Eco toilets = flush twice

I attended the Royal Geographical Society annual meeting in Edinburgh where I presented a paper on ‘Zero Carbon Housing in England and the Emergence of Meso-Scale Energy Provision’. I stayed in one of the dormitories at the University of Edinburgh and the toilet in my room included the following sticker: ‘This is an eco fill toilet, please flush a second time if required.’
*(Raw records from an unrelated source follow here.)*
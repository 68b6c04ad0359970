//! Forced access to the keys an isolated host must control

use super::{ConfigStore, keys};
use crate::{Error, Result};
use std::sync::Arc;

/// Reads and force-writes the configuration keys owned by the sequencer
///
/// Writes bypass the set-once guard of [`ConfigStore`].
#[derive(Debug, Clone)]
pub struct ConfigurationGateway {
    store: Arc<ConfigStore>,
}

impl ConfigurationGateway {
    /// Gateway over a shared store
    pub fn new(store: Arc<ConfigStore>) -> Self {
        Self { store }
    }

    /// Current value of `key`
    pub fn get(&self, key: &str) -> Option<String> {
        self.store.get(key)
    }

    /// Unconditional write
    pub fn force_set(&self, key: &str, value: &str) -> Result<()> {
        self.store.force_set(key, value)
    }

    /// Inject the default salt if none is configured
    ///
    /// Returns `true` when the default was written. An operator-provided
    /// salt is never touched.
    pub fn ensure_hash_salt(&self) -> Result<bool> {
        let present = self
            .store
            .get(keys::HASH_STRING_SALT)
            .is_some_and(|v| !v.is_empty());
        if present {
            return Ok(false);
        }
        self.force_set(keys::HASH_STRING_SALT, keys::DEFAULT_HASH_SALT)?;
        tracing::debug!("Injected default {}", keys::HASH_STRING_SALT);
        Ok(true)
    }

    /// Force the platform connection string, or clear it with `None`
    pub fn set_connection_string(&self, value: Option<&str>) -> Result<()> {
        match value {
            Some(value) => self.force_set(keys::PLATFORM_CONNECTION, value),
            None => self
                .store
                .force_clear(keys::PLATFORM_CONNECTION)
                .map(|_| ()),
        }
    }

    /// Current platform connection string
    pub fn connection_string(&self) -> Option<String> {
        self.get(keys::PLATFORM_CONNECTION)
    }

    /// Force the load-time flags every isolated run needs
    pub fn force_isolation_flags(&self) -> Result<()> {
        self.force_set(keys::LOAD_HASHTABLES, "true")?;
        self.force_set(keys::WEB_FARM_MODE, "disabled")?;
        Ok(())
    }

    /// Configured test license key
    pub fn license_key(&self) -> Result<String> {
        match self.get(keys::TEST_LICENSE_KEY) {
            Some(key) if !key.trim().is_empty() => Ok(key),
            _ => Err(Error::MissingLicense {
                key: keys::TEST_LICENSE_KEY.to_string(),
            }),
        }
    }
}

#[cfg(test)]
mod tests {
    use super::*;

    fn gateway(pairs: &[(&str, &str)]) -> ConfigurationGateway {
        ConfigurationGateway::new(Arc::new(ConfigStore::from_pairs(pairs.iter().copied())))
    }

    #[test]
    fn test_salt_defaults_when_absent() {
        let gw = gateway(&[]);
        assert!(gw.ensure_hash_salt().unwrap());
        assert_eq!(
            gw.get(keys::HASH_STRING_SALT).as_deref(),
            Some(keys::DEFAULT_HASH_SALT)
        );
        assert!(!gw.ensure_hash_salt().unwrap());
    }

    #[test]
    fn test_operator_salt_is_kept() {
        let gw = gateway(&[(keys::HASH_STRING_SALT, "operator-salt")]);
        assert!(!gw.ensure_hash_salt().unwrap());
        assert_eq!(
            gw.get(keys::HASH_STRING_SALT).as_deref(),
            Some("operator-salt")
        );
    }

    #[test]
    fn test_whitespace_operator_salt_is_kept() {
        let gw = gateway(&[(keys::HASH_STRING_SALT, "  ")]);
        assert!(!gw.ensure_hash_salt().unwrap());
        assert_eq!(gw.get(keys::HASH_STRING_SALT).as_deref(), Some("  "));
    }

    #[test]
    fn test_connection_string_bypasses_guard() {
        let store = Arc::new(ConfigStore::from_pairs([(keys::PLATFORM_CONNECTION, "old")]));
        let gw = ConfigurationGateway::new(store.clone());

        assert!(store.set_once(keys::PLATFORM_CONNECTION, "new").is_err());
        gw.set_connection_string(Some("new")).unwrap();
        assert_eq!(gw.connection_string().as_deref(), Some("new"));

        gw.set_connection_string(None).unwrap();
        assert_eq!(gw.connection_string(), None);
    }

    #[test]
    fn test_isolation_flags_forced() {
        let gw = gateway(&[(keys::LOAD_HASHTABLES, "false"), (keys::WEB_FARM_MODE, "auto")]);
        gw.force_isolation_flags().unwrap();
        assert_eq!(gw.get(keys::LOAD_HASHTABLES).as_deref(), Some("true"));
        assert_eq!(gw.get(keys::WEB_FARM_MODE).as_deref(), Some("disabled"));
    }

    #[test]
    fn test_missing_or_blank_license() {
        assert!(matches!(
            gateway(&[]).license_key(),
            Err(Error::MissingLicense { .. })
        ));
        assert!(matches!(
            gateway(&[(keys::TEST_LICENSE_KEY, "  ")]).license_key(),
            Err(Error::MissingLicense { .. })
        ));
        assert_eq!(
            gateway(&[(keys::TEST_LICENSE_KEY, "DOMAIN:localhost")])
                .license_key()
                .unwrap(),
            "DOMAIN:localhost"
        );
    }
}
The Reemergence of Microhydro in the UK

The 3 June 2012 issue of the Observer Magazine includes a new article by Catherine Deveney on the reemergence of microhydro in the UK. The article profiles landowners who have restarted ageing mill infrastructure or who have created new hydroelectric systems to harness water energy on their properties. The author also speculates on larger systems that could be run by communities. There are some interesting tensions on reaping the benefits of this renewable energy source versus the potential impacts on wildlife who use the waterways.

Monkeys in New Delhi

Gardiner Harris of The New York Times recently published a fascinating article about the increasing problem of monkeys in New Delhi. Packs of aggressive primates are harassing human residents while efforts to control the expanding populations are confounded by Hindi religious customs, individual behaviour (feeding the monkeys), lack of financing, and arguments over governmental responsibility.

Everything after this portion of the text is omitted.